Stats are as of July 9, 2020.
First Half of 2020
- 209 books (66,777 pages) read; 51 books DNF’d
- Average rating: 3.59
- Shortest: Nevertheless, She Persisted: Flash Fiction Project (47 pages)
- Longest: The Count of Monte Cristo by Alexandre Dumas (1,316 pages)
- Most Popular: A Tale of Two Cities by Charles Dickens (also read by 894,979 people)
- Least Popular: Nesting Beasts by Naiche Lizzette Parker (also read by 2 people)
- First Book of 2020: This Is How You Survive by Lana Rafaela Cindric [reread]
- Most Recent Read: When They Call You a Terrorist by Patrisse Khan-Cullors & asha bendele
I know the screenshot above isn’t super clear, and that was intentional — I didn’t want to make this post too long by listing out or separately showing each graph (and wasn’t sure anyone besides me would care), and you can probably get a clear enough view of the trends if you’re curious.
Here are my main takeaways/highlights:
- I have only read eight 5-star books so far this year, literally half of them rereads … but I’ve read thirty-eight 4.5-star books, so I may need to adjust the scale.
- As was the case last year, I read by far the most backlist books (176 so far), though for what it’s worth many of them are from 2019 and 2018. This is in large part because I draw readathon TBRs from my existing TBR, and also because I’m participating in #StartOnYourShelfathon.
- In second place, surprisingly, are rereads (39 so far).
- That June was my worst reading month, with my lowest read count (29 books + 11 DNFs) and lowest average rating (3.23) so far, was definitely a big surprise.

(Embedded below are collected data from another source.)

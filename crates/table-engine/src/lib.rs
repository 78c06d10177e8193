//! Table assembly: turns extracted documents into named, column-typed
//! tables, the identity-pairing template, and the voting-rights
//! roll-up, and writes them out as CSV or JSON.

pub mod export;
pub mod pairs;
pub mod pipeline;
pub mod tables;
pub mod vrr;

pub use export::{write_table, ExportError};
pub use pairs::PairRow;
pub use pipeline::Pipeline;
pub use vrr::VrrRow;
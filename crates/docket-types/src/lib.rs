//! Shared domain types for the court-record extraction pipeline
//!
//! This crate holds the entities every other crate consumes: the
//! per-case [`Document`] text pair, the columnar [`Table`] container
//! handed to output adapters, and the typed run [`Config`].

pub mod config;
pub mod document;
pub mod error;
pub mod table;

pub use config::{Config, TableSelection};
pub use document::{flatten, Document};
pub use error::TableError;
pub use table::{Cell, Column, Table, Tabular};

And a disappointing break in the upwards trend, as least as far as read count.
- I’ve started tracking the number of new books I acquire and whether I’ve read them (the last two columns in the “per month” chart). It’s a lot higher than I thought it was — mostly due to freebies and promotions, plus also library ebooks — so I’ve really been pushing myself to slow down and read what I’ve already had for a while.

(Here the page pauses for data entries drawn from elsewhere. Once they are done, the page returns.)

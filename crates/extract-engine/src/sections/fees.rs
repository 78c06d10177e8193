//! Fee sheet rows.
//!
//! Each fee line is either an `ACTIVE` entry for one fee code or the
//! sheet's `Total:` footer; the footer is kept as a row of its own
//! with the `Total` column set.

use docket_types::{Cell, Document, Tabular};
use lazy_static::lazy_static;
use regex::Regex;
use serde::{Deserialize, Serialize};

use crate::capture::{cap1, find_all, money};

lazy_static! {
    static ref FEE_LINE: Regex = Regex::new(
        r"ACTIVE [^\(\n]+\$[^\(\n]+ACTIVE[^\(\n]+[^\n]|Total:.+\$[^\n]*"
    )
    .unwrap();
    static ref FEE_JUNK: Regex = Regex::new(r"[^A-Z0-9|\.|\s|\$|\n]").unwrap();
    static ref DOLLAR_FIGURE: Regex = Regex::new(r"\$\d+\.\d{2}").unwrap();
    static ref PAYOR: Regex = Regex::new(r"(\w00\d)").unwrap();
    static ref PAYEE: Regex = Regex::new(r"\s(\d\d\d)\s").unwrap();
    static ref ADMIN_FEE: Regex = Regex::new(r"\s(Y|N)\s").unwrap();
}

/// All fee lines of a document, cleaned and in source order.
pub fn explode(doc: &Document) -> Vec<String> {
    FEE_LINE
        .find_iter(&doc.full_text)
        .map(|m| FEE_JUNK.replace_all(m.as_str(), " ").trim().to_string())
        .collect()
}

#[derive(Debug, Clone, Serialize, Deserialize)]
pub struct FeeRow {
    pub case_number: String,
    pub total: String,
    pub fee_status: String,
    pub admin_fee: String,
    pub fee_code: String,
    pub payor: String,
    pub payee: String,
    pub amt_due: f64,
    pub amt_paid: Option<f64>,
    pub balance: Option<f64>,
    pub amt_hold: Option<f64>,
}

impl FeeRow {
    /// Parse one cleaned fee line. Lines without an amount-due figure
    /// are dropped.
    pub fn parse(line: &str, case_number: &str) -> Option<Self> {
        let tokens: Vec<&str> = line.split_whitespace().collect();
        let amounts: Vec<f64> = find_all(&DOLLAR_FIGURE, line)
            .iter()
            .filter_map(|f| money(f))
            .collect();
        let amt_due = *amounts.first()?;
        let status1 = tokens.first().copied().unwrap_or("");
        let total_row = status1 != "ACTIVE";

        let amt_paid = amounts.get(1).copied();
        let amt_hold = if total_row {
            amounts.last().copied()
        } else {
            amounts.get(2).copied()
        };

        Some(Self {
            case_number: case_number.to_string(),
            total: if total_row { "Total:" } else { "" }.to_string(),
            fee_status: if total_row { "" } else { status1 }.to_string(),
            admin_fee: cap1(&ADMIN_FEE, line).unwrap_or_default(),
            fee_code: tokens.get(5).copied().unwrap_or_default().to_string(),
            payor: cap1(&PAYOR, line).unwrap_or_default(),
            payee: cap1(&PAYEE, line).unwrap_or_default(),
            amt_due,
            amt_paid,
            balance: amt_paid.map(|p| amt_due - p),
            amt_hold,
        })
    }
}

/// Every fee row of one document.
pub fn rows(doc: &Document, case_number: &str) -> Vec<FeeRow> {
    explode(doc)
        .iter()
        .filter_map(|line| FeeRow::parse(line, case_number))
        .collect()
}

impl Tabular for FeeRow {
    const COLUMNS: &'static [&'static str] = &[
        "CaseNumber",
        "Total",
        "FeeStatus",
        "AdminFee",
        "FeeCode",
        "Payor",
        "Payee",
        "AmtDue",
        "AmtPaid",
        "Balance",
        "AmtHold",
    ];

    fn cells(&self) -> Vec<Cell> {
        vec![
            self.case_number.clone().into(),
            self.total.clone().into(),
            self.fee_status.clone().into(),
            self.admin_fee.clone().into(),
            self.fee_code.clone().into(),
            self.payor.clone().into(),
            self.payee.clone().into(),
            self.amt_due.into(),
            Cell::from_opt_float(self.amt_paid),
            Cell::from_opt_float(self.balance),
            Cell::from_opt_float(self.amt_hold),
        ]
    }
}

#[cfg(test)]
mod tests {
    use super::*;
    use pretty_assertions::assert_eq;

    const ACTIVE_LINE: &str = "ACTIVE 11 22 N 333 D999 R001 $100.00 $25.00 $0.00 ACTIVE";
    const TOTAL_LINE: &str = "Total: $500.00 $100.00 $400.00 $0.00";

    #[test]
    fn active_line_splits_into_fee_columns() {
        let row = FeeRow::parse(ACTIVE_LINE, "01-CC-2017-000001.00").unwrap();
        assert_eq!(row.fee_status, "ACTIVE");
        assert_eq!(row.total, "");
        assert_eq!(row.fee_code, "D999");
        assert_eq!(row.payor, "R001");
        assert_eq!(row.payee, "333");
        assert_eq!(row.admin_fee, "N");
        assert_eq!(row.amt_due, 100.0);
        assert_eq!(row.amt_paid, Some(25.0));
        assert_eq!(row.balance, Some(75.0));
        assert_eq!(row.amt_hold, Some(0.0));
    }

    #[test]
    fn total_line_keeps_last_figure_as_hold() {
        let row = FeeRow::parse(TOTAL_LINE, "x").unwrap();
        assert_eq!(row.total, "Total:");
        assert_eq!(row.fee_status, "");
        assert_eq!(row.amt_due, 500.0);
        assert_eq!(row.amt_hold, Some(0.0));
    }

    #[test]
    fn line_without_amount_is_dropped() {
        assert!(FeeRow::parse("ACTIVE no figures here", "x").is_none());
    }

    #[test]
    fn explode_picks_up_fee_and_total_lines() {
        let text = "header\nACTIVE 11 22 N 333 D999 R001 $10.00 $5.00 $0.00 ACTIVE extra\nTotal: $10.00 $5.00 $5.00 $0.00\n";
        let doc = Document::new("t", text);
        let lines = explode(&doc);
        assert_eq!(lines.len(), 2);
        assert!(lines[0].starts_with("ACTIVE"));
        assert!(lines[1].starts_with("Total:"));
    }
}
lazy_static! {
    // Identity
    static ref COUNTY_CODE: Regex = Regex::new(r"County: (\d{2})").unwrap();
    static ref SHORT_CASE_NUMBER: Regex = Regex::new(r"(\w{2}-\d{4}-\d{6}\.\d{2})").unwrap();
    static ref NAME: Regex =
        Regex::new(r"(?:VS\.|V\.| VS | V | VS: |-VS-)([A-Z\s]{10,100})(Case Number)*").unwrap();
    static ref NAME_LABEL: Regex = Regex::new(r"Case Number:").unwrap();
    static ref ALIAS: Regex = Regex::new(r"SSN:(.{0,100})Alias 1").unwrap();
    static ref ALIAS_JUNK: Regex = Regex::new(r"SSN|Alias|:").unwrap();
    static ref DOB: Regex = Regex::new(r"(\d{2}/\d{2}/\d{4})(?:.{0,5}DOB:)").unwrap();
    static ref PHONE: Regex = Regex::new(r"Phone: (.+)").unwrap();
    static ref NON_DIGIT: Regex = Regex::new(r"[^0-9]").unwrap();
    static ref RACE_SEX: Regex = Regex::new(r"(B|W|H|A)/(F|M)").unwrap();
    static ref SSN: Regex = Regex::new(r"SSN: ([X\d]{3}-[X\d]{2}-[X\d]{4})").unwrap();
    static ref STATE_ID: Regex = Regex::new(r"([A-Z0-9]{11}) State ID:").unwrap();
    static ref DRIVER_LICENSE: Regex = Regex::new("Driver License N°: ([A-Z0-9]+)").unwrap();
    static ref WEIGHT: Regex = Regex::new(r"Weight: (\d*)").unwrap();
    static ref EYES_HAIR: Regex = Regex::new(r"Eyes/Hair: (\w{3})/(\w{3})").unwrap();

    // Address
    static ref ADDRESS_1: Regex = Regex::new(r"Address 1:(.+)").unwrap();
    static ref ADDRESS_1_TAIL: Regex = Regex::new(r"Phone.+").unwrap();
    static ref ADDRESS_2: Regex = Regex::new(r"Address 2:(.+)").unwrap();
    static ref STREET_JUNK: Regex =
        Regex::new(r"JID: \w{3} Hardship.*|Defendant Information.*").unwrap();
    static ref CITY_STATE: Regex = Regex::new(r"City: (.*)State: (.*)").unwrap();
    static ref ZIP: Regex = Regex::new(r"Zip: (.+)").unwrap();
    static ref ZIP_JUNK: Regex = Regex::new(r"[A-Za-z:\s]+").unwrap();
    static ref COUNTRY: Regex = Regex::new(r"Country: (\w*)").unwrap();
    static ref COUNTRY_JUNK: Regex = Regex::new(r"Enforcement|Party").unwrap();

    // Monetary totals
    static ref TOTAL_ROW: Regex = Regex::new(r"Total:.+\$[^\n]*").unwrap();
    static ref TOTAL_ROW_JUNK: Regex = Regex::new(r"[^0-9|\.|\s|\$]").unwrap();
    static ref DOLLAR_FIGURE: Regex = Regex::new(r"\$\d+\.\d{2}").unwrap();
    static ref D999_ROW: Regex = Regex::new(r"ACTIVE[^\n]+D999[^\n]+").unwrap();
    static ref FEE_CODE_FIGURE: Regex = Regex::new(r"\$\d+\.\d{2}").unwrap();

    // Dates and case detail
    static ref RELATED_CASES: Regex = Regex::new(r"(\w{2}\d{12})").unwrap();
    static ref FILING_DATE: Regex = Regex::new(r"Filing Date: (\d\d?/\d\d?/\d\d\d\d)").unwrap();
    static ref CASE_INITIATION_DATE: Regex =
        Regex::new(r"Case Initiation Date: (\d\d?/\d\d?/\d\d\d\d)").unwrap();
    static ref ARREST_DATE: Regex = Regex::new(r"Arrest Date: (\d\d?/\d\d?/\d\d\d\d)").unwrap();
    static ref OFFENSE_DATE: Regex = Regex::new(r"Offense Date: (\d\d?/\d\d?/\d\d\d\d)").unwrap();
    static ref INDICTMENT_DATE: Regex =
        Regex::new(r"Indictment Date: (\d\d?/\d\d?/\d\d\d\d)").unwrap();
    static ref YOUTHFUL_DATE: Regex =
        Regex::new(r"Youthful Date: (\d\d?/\d\d?/\d\d\d\d)").unwrap();
    static ref RETRIEVED: Regex = Regex::new(r"Alacourt\.com (\d\d?/\d\d?/\d\d\d\d)").unwrap();
    static ref JURY_DEMAND: Regex = Regex::new(r"Jury Demand: ([A-Z]+)").unwrap();
    static ref INPATIENT: Regex = Regex::new(r"Inpatient Treatment Ordered: (YES|NO)").unwrap();
    static ref TRIAL_TYPE: Regex = Regex::new(r"Trial Type: ([A-Z]+)").unwrap();
    static ref TRIAL_TYPE_TAIL: Regex = Regex::new(r"[SN]$").unwrap();
    static ref COUNTY_NAME: Regex = Regex::new(r"Case Number: (\d\d-\w+) County:").unwrap();
    static ref JUDGE: Regex = Regex::new(r"Judge: ([A-Z\-\.\s]+)").unwrap();
    static ref PROBATION_OFFICE_NUMBER: Regex =
        Regex::new(r"Probation Office \#: ([0-9\-]+)").unwrap();
    static ref DEFENDANT_STATUS: Regex = Regex::new(r"Defendant Status: ([A-Z\s]+)").unwrap();
    static ref ARRESTING_AGENCY_TYPE: Regex =
        Regex::new(r"([^0-9]+) Arresting Agency Type:").unwrap();
    static ref AGENCY_TYPE_DASH: Regex = Regex::new(r"^-.+").unwrap();
    static ref AGENCY_TYPE_LABELS: Regex = Regex::new(
        r"County:|Defendant Status:|Judge:|Trial Type:|Probation Office \#:"
    )
    .unwrap();
    static ref ARRESTING_OFFICER: Regex = Regex::new(r"Arresting Officer: ([A-Z\s]+)").unwrap();
    static ref TRAILING_INITIAL: Regex = Regex::new(r"[\s\n]+[A-Z0-9]$").unwrap();
    static ref PROBATION_OFFICE_NAME: Regex =
        Regex::new(r"Probation Office Name: ([A-Z0-9]+)").unwrap();
    static ref TRAFFIC_CITATION: Regex = Regex::new(r"Traffic Citation \#: ([A-Z0-9]+)").unwrap();
    static ref PREVIOUS_DUI: Regex = Regex::new(r"Previous DUI Convictions: (\d{3})").unwrap();
    static ref CASE_INITIATION_TYPE: Regex =
        Regex::new(r"Case Initiation Type: ([A-Z\s]+)").unwrap();
    static ref DOMESTIC_VIOLENCE: Regex = Regex::new(r"Domestic Violence: (YES|NO)").unwrap();
    static ref AGENCY_ORI: Regex = Regex::new(r"Agency ORI: ([A-Z\s]+)").unwrap();

    // Warrants
    static ref WARRANT_ISSUANCE_DATE: Regex =
        Regex::new(r"(\d\d?/\d\d?/\d\d\d\d) Warrant Issuance Date:").unwrap();
    static ref WARRANT_ACTION_DATE: Regex =
        Regex::new(r"Warrant Action Date: (\d\d?/\d\d?/\d\d\d\d)").unwrap();
    static ref WARRANT_ISSUANCE_STATUS: Regex =
        Regex::new(r"Warrant Issuance Status: (\w+)").unwrap();
    static ref WARRANT_ACTION_STATUS: Regex = Regex::new(r"Warrant Action Status: (\w+)").unwrap();
    static ref WARRANT_LOCATION_STATUS: Regex =
        Regex::new(r"Warrant Location Status: (\w+)").unwrap();
    static ref STATUS_JUNK: Regex = Regex::new(r"Description").unwrap();
    static ref NUMBER_OF_WARRANTS: Regex =
        Regex::new(r"Number Of Warrants: (\d{3}\s\d{3})").unwrap();

    // Bond
    static ref BOND_TYPE: Regex = Regex::new(r"Bond Type: (\w+)").unwrap();
    static ref BOND_TYPE_DESC: Regex = Regex::new(r"Bond Type Desc: ([A-Z\s]+)").unwrap();
    static ref BOND_AMT: Regex = Regex::new(r"([\d\.]+) Bond Amount:").unwrap();
    static ref BOND_COMPANY: Regex = Regex::new(r"Bond Company: ([A-Z0-9]+)").unwrap();
    static ref SURETY_CODE: Regex = Regex::new(r"Surety Code: ([A-Z0-9]{4})").unwrap();
    static ref BOND_RELEASE_DATE: Regex =
        Regex::new(r"Release Date: (\d\d?/\d\d?/\d\d\d\d)").unwrap();
    static ref FAILED_TO_APPEAR_DATE: Regex =
        Regex::new(r"Failed to Appear Date: (\d\d?/\d\d?/\d\d\d\d)").unwrap();
    static ref BONDSMAN_ISSUANCE: Regex =
        Regex::new(r"Bondsman Process Issuance: ([^\n]*?) Bondsman Process Return:").unwrap();

    // Appeal
    static ref APPEAL_DATE: Regex = Regex::new(r"([\n\s/\d]*?) Appeal Court:").unwrap();
    static ref APPEAL_COURT: Regex = Regex::new(r"([A-Z\-\s]+) Appeal Case Number").unwrap();
    static ref ORIGIN_OF_APPEAL: Regex = Regex::new(r"Orgin Of Appeal: ([A-Z\-\s]+)").unwrap();
    static ref APPEAL_TO_DESC: Regex = Regex::new(r"Appeal To Desc: ([A-Z\-\s]+)").unwrap();
    static ref APPEAL_STATUS: Regex = Regex::new(r"Appeal Status: ([A-Z\-\s]+)").unwrap();
    static ref APPEAL_TO: Regex = Regex::new(r"Appeal To: (\w*) Appeal").unwrap();

    // Administrative
    static ref NUMBER_OF_SUBPOENAS: Regex =
        Regex::new(r"Number of Subponeas: (\d{3})").unwrap();
    static ref ADMIN_UPDATED_BY: Regex = Regex::new(r"Updated By: (\w{3})").unwrap();
    static ref TRANSFER_DESC: Regex =
        Regex::new(r"Transfer Desc: ([A-Z\s]{0,15} \d\d?/\d\d?/\d\d\d\d)").unwrap();
    static ref TBNV1: Regex =
        Regex::new(r"Date Trial Began but No Verdict \(TBNV1\): ([^\n]+)").unwrap();
    static ref TBNV2: Regex =
        Regex::new(r"Date Trial Began but No Verdict \(TBNV2\): ([^\n]+)").unwrap();
    static ref TBNV2_JUNK: Regex = Regex::new(r"Financial").unwrap();

    // Enforcement
    static ref TURNOVER_DATE: Regex =
        Regex::new(r"TurnOver Date: (\d\d?/\d\d?/\d\d\d\d)").unwrap();
    static ref TURNOVER_AMT: Regex = Regex::new(r"TurnOver Amt: \$(\d+\.\d\d)").unwrap();
    static ref FREQUENCY_AMT: Regex = Regex::new(r"Frequency Amt: \$(\d+\.\d\d)").unwrap();
    static ref DUE_DATE: Regex = Regex::new(r"Due Date: (\d\d?/\d\d?/\d\d\d\d)").unwrap();
    static ref LAST_PAID_DATE: Regex =
        Regex::new(r"Last Paid Date: (\d\d?/\d\d?/\d\d\d\d)").unwrap();
    static ref PAYOR: Regex = Regex::new(r"Payor: ([A-Z0-9]{4})").unwrap();
    static ref ENFORCEMENT_STATUS: Regex =
        Regex::new(r"Enforcement Status: ([A-Z:,\s]+)").unwrap();
    static ref ENFORCEMENT_STATUS_TAIL: Regex = Regex::new(r" F$").unwrap();
    static ref FREQUENCY: Regex = Regex::new(r"Frequency: (W|M)").unwrap();
    static ref PLACEMENT_STATUS: Regex = Regex::new(r"Placement Status: (.+)").unwrap();
    static ref PRETRIAL: Regex = Regex::new(r"PreTrial: (YES|NO)").unwrap();
    static ref PRETRIAL_DATE: Regex = Regex::new(r"PreTrail Date: (.+)PreTrial").unwrap();
    static ref PRETRIAL_TERMS: Regex = Regex::new(r"PreTrial Terms: (YES|NO)").unwrap();
    static ref PRE_TERMS_DATE: Regex =
        Regex::new(r"Pre Terms Date: (\d\d?/\d\d?/\d\d\d\d)").unwrap();
    static ref DELINQUENT: Regex = Regex::new(r"Delinquent: (YES|NO)").unwrap();
    static ref DELINQUENT_DATE: Regex =
        Regex::new(r"Delinquent Date: (\d\d?/\d\d?/\d\d\d\d)").unwrap();
    static ref DA_MAILER: Regex = Regex::new(r"DA Mailer: (YES|NO)").unwrap();
    static ref DA_MAILER_DATE: Regex =
        Regex::new(r"DA Mailer Date: (\d\d?/\d\d?/\d\d\d\d)").unwrap();
    static ref WARRANT_MAILER: Regex = Regex::new(r"Warrant Mailer: (YES|NO)").unwrap();
    static ref WARRANT_MAILER_DATE: Regex =
        Regex::new(r"Warrant Mailer Date: (\d\d?/\d\d?/\d\d\d\d)").unwrap();
    static ref ENFORCEMENT_LAST_UPDATE: Regex =
        Regex::new(r"Last Update: (\d\d?/\d\d?/\d\d\d\d)").unwrap();
    static ref ENFORCEMENT_UPDATED_BY: Regex = Regex::new(r"Updated By: ([A-Z]{3})").unwrap();
}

- Lately I’d been curious about my genre preferences, so I decided to track both my read count and DNF count for each.
- I knew I read but also DNF’d the most contemporary (42 read + 12 DNF = 78%) and fantasy (53 read + 19 DNF = 74%), but
- I actually had a surprising success rate with sci-fi (37 read + 4 DNF = 90%) and nonfiction (24 read + 6 DNF = 80%).
- There were also genres that I’m very selective about, so the few books I read, I enjoyed enough to finish, including mystery/thriller and poetry.
Second Half of 2020
- My 2020 on Goodreads “review” has been updated; I’ll update it again at the end of this year/beginning of next.

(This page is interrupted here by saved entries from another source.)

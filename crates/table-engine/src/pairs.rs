//! Identity-pairing template.
//!
//! Court records carry no stable person identifier, only names. The
//! template groups cases by defendant name and leaves the
//! `AIS / Unique ID` column blank for an analyst to fill in by hand;
//! the completed sheet is the pairing input to the voting-rights
//! roll-up.

use std::collections::BTreeMap;

use chrono::NaiveDate;
use docket_types::{Cell, Table, Tabular};
use extract_engine::CaseRecord;
use serde::{Deserialize, Serialize};

#[derive(Debug, Clone, Serialize, Deserialize)]
pub struct PairRow {
    pub ais_id: String,
    pub name: String,
    pub alias: String,
    pub dob: Option<NaiveDate>,
    pub case_count: i64,
    pub cases: String,
}

impl Tabular for PairRow {
    const COLUMNS: &'static [&'static str] =
        &["AIS / Unique ID", "Name", "Alias", "DOB", "CaseCount", "Cases"];

    fn cells(&self) -> Vec<Cell> {
        vec![
            self.ais_id.clone().into(),
            self.name.clone().into(),
            self.alias.clone().into(),
            Cell::from_opt_date(self.dob),
            self.case_count.into(),
            self.cases.clone().into(),
        ]
    }
}

/// One row per distinct defendant name, sorted by name. Alias and DOB
/// come from the first case seen for that name.
pub fn template_rows(records: &[CaseRecord]) -> Vec<PairRow> {
    let mut groups: BTreeMap<&str, Vec<&CaseRecord>> = BTreeMap::new();
    for rec in records {
        groups.entry(rec.name.as_str()).or_default().push(rec);
    }
    groups
        .into_iter()
        .map(|(name, recs)| PairRow {
            ais_id: String::new(),
            name: name.to_string(),
            alias: recs[0].alias.clone(),
            dob: recs[0].dob,
            case_count: recs.len() as i64,
            cases: recs
                .iter()
                .map(|r| r.case_number.as_str())
                .collect::<Vec<_>>()
                .join(", "),
        })
        .collect()
}

pub fn template(records: &[CaseRecord]) -> Table {
    Table::from_rows("pairs-template", &template_rows(records))
}

#[cfg(test)]
mod tests {
    use super::*;
    use pretty_assertions::assert_eq;

    fn rec(name: &str, case_number: &str, alias: &str) -> CaseRecord {
        CaseRecord {
            name: name.to_string(),
            case_number: case_number.to_string(),
            alias: alias.to_string(),
            ..CaseRecord::default()
        }
    }

    #[test]
    fn one_row_per_name_with_joined_cases() {
        let records = vec![
            rec("DOE JOHN", "01-CC-2017-000001.00", "DOE JOHNNY"),
            rec("ROE JANE", "01-DC-2019-000002.00", ""),
            rec("DOE JOHN", "01-CC-2018-000003.00", ""),
        ];
        let rows = template_rows(&records);
        assert_eq!(rows.len(), 2);
        assert_eq!(rows[0].name, "DOE JOHN");
        assert_eq!(rows[0].case_count, 2);
        assert_eq!(
            rows[0].cases,
            "01-CC-2017-000001.00, 01-CC-2018-000003.00"
        );
        assert_eq!(rows[0].alias, "DOE JOHNNY");
        assert_eq!(rows[1].name, "ROE JANE");
        assert_eq!(rows[1].case_count, 1);
    }

    #[test]
    fn identifier_column_starts_blank() {
        let rows = template_rows(&[rec("DOE JOHN", "x", "")]);
        assert_eq!(rows[0].ais_id, "");
        let t = template(&[rec("DOE JOHN", "x", "")]);
        assert_eq!(t.column_names()[0], "AIS / Unique ID");
    }
}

- I’ve been making good progress but have yet to complete my Reading Challenges, so those are ongoing. Though I may finish early, I don’t have plans to pick up any new ones … but I may join readathons and readalongs that pique my interest.
- Goodreads challenge: 209 / 300 (70%)
- Beat the Backlist Challenge: 157 / 200 (78.5%)
- Beat the Backlist Bingo: 68 / 80 prompts (85%)
- #StartOnYourShelfathon: 101 Read + 21 DNF
- 89 remaining on #SOYS TBR
- 90 on second #SOYS TBR, to start on if I finish the first set
- Year of the Asian 2020: 40 / 51 = Giant Panda badge
- Books and Tea Challenge: 10 / 12 prompts
- Since my senior year of college/uni starts in two months, I anticipate that my reading pace will slow down — considering I’m taking 19 credits and writing a senior thesis and applying for post-grad stuff — but maybe not by a ton, since my classes will be online-only like the second half of last semester.
This post is backdated.
- How does your year in books look so far?
- Do you track your reading stats, or do you let Goodreads (or another site/app) do the analysis for you?
- Will you be changing your approach to reading in the second half of the year, based on what you’ve learned (if anything) in the first half?